***** The records

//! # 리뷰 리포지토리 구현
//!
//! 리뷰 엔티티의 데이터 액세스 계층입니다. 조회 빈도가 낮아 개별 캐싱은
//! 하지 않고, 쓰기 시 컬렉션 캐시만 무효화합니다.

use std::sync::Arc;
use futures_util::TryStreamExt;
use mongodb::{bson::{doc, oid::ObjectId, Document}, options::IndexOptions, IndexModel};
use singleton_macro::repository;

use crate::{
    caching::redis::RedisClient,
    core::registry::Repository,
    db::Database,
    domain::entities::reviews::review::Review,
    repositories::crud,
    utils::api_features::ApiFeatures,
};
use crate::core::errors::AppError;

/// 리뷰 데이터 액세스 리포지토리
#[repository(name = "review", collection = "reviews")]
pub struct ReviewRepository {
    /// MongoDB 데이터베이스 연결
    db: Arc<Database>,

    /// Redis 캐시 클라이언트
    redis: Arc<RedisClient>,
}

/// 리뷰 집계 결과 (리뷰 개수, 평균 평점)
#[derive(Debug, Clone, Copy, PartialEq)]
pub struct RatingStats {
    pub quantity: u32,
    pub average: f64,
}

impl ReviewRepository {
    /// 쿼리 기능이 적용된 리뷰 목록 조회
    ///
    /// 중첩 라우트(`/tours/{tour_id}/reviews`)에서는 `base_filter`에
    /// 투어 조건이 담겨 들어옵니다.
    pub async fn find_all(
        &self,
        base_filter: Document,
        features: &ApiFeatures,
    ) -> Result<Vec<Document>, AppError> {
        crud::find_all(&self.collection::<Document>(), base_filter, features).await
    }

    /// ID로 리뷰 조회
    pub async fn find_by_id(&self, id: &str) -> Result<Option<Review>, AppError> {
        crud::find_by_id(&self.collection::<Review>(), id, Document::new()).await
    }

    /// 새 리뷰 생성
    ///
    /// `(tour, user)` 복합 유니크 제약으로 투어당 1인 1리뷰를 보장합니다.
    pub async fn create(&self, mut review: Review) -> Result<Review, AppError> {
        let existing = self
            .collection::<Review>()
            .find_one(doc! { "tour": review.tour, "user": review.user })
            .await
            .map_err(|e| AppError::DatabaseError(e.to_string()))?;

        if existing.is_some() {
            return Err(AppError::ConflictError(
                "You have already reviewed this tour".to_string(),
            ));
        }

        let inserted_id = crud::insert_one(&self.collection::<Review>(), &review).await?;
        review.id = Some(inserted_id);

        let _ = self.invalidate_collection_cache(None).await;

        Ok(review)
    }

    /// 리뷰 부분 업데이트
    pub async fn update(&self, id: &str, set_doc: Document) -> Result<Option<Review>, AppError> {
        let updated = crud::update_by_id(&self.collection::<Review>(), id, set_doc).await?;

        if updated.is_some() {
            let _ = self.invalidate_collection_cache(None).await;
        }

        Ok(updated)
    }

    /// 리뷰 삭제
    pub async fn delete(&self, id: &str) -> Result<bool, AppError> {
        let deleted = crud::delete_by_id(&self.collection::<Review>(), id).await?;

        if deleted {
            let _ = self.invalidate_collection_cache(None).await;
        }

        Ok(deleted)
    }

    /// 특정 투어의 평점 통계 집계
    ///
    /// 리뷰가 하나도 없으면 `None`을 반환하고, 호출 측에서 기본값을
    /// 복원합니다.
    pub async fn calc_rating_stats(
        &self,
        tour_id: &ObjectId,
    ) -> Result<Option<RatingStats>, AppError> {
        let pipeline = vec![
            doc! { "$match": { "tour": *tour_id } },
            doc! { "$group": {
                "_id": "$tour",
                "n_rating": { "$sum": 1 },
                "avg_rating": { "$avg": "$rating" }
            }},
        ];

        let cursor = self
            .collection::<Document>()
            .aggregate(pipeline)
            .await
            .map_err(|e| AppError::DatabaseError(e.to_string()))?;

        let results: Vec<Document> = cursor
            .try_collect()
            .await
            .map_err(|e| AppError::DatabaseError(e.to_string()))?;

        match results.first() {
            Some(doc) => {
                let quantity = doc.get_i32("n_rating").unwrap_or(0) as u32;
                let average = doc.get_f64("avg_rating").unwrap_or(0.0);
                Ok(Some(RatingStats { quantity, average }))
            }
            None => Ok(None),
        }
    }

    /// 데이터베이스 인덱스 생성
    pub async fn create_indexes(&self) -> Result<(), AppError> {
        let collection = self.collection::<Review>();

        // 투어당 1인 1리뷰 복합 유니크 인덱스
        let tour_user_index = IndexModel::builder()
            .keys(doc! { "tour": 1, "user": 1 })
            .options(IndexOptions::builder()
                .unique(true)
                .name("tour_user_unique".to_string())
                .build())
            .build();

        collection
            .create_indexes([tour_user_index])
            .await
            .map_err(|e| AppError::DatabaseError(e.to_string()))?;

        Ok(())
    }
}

**********
***** The records

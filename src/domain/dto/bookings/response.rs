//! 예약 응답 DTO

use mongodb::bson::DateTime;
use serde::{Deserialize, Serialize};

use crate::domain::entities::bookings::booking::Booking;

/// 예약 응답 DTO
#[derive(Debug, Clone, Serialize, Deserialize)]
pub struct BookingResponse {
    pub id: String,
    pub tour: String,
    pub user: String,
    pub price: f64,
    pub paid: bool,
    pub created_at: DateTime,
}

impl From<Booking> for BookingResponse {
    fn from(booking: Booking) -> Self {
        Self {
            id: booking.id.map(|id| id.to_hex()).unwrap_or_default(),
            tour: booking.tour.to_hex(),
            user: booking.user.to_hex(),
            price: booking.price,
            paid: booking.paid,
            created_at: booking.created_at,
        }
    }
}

**********
***** The records

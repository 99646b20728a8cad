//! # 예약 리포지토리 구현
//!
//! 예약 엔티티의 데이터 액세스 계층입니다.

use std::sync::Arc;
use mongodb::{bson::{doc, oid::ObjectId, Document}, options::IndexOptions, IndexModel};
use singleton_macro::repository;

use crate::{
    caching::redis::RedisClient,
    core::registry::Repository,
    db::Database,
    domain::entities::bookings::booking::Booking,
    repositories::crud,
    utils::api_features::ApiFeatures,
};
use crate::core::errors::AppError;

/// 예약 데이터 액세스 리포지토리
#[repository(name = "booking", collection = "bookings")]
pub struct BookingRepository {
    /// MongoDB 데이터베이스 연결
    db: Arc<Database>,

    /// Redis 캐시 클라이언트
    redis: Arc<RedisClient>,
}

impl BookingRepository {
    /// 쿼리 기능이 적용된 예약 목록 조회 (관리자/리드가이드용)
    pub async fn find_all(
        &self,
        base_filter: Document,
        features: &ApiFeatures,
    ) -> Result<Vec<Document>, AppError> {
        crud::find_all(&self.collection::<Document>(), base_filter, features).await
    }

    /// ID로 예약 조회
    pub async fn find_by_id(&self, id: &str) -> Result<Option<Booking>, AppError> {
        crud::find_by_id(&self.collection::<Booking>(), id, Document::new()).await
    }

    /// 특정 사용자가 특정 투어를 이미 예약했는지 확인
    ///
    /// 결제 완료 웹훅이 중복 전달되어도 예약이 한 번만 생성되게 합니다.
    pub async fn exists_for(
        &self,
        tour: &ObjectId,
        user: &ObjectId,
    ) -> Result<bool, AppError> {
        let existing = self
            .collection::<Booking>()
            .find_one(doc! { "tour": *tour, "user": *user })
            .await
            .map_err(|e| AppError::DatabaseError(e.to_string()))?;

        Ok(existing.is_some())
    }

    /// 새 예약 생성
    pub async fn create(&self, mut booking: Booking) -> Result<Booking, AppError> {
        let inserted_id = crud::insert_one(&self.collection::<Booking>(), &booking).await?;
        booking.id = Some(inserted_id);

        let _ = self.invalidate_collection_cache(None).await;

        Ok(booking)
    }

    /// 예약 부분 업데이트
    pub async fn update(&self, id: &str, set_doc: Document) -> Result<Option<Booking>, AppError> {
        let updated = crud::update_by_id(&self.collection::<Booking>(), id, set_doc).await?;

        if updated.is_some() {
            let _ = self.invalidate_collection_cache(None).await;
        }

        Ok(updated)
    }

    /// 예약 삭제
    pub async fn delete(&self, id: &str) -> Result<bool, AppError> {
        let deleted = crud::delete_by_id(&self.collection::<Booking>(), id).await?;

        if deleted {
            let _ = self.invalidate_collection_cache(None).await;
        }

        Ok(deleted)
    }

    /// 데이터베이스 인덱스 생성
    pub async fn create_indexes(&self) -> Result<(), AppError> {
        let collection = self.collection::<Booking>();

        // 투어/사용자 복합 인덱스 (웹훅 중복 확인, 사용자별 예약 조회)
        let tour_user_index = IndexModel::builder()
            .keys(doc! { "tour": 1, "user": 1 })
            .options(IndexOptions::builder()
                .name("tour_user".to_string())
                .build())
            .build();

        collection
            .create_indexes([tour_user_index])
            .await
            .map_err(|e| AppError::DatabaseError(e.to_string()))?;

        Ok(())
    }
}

**********

**Work instruction**
Your answer must be a single number, the count of lines in the data that hold the string "domain".

**Answer section**
4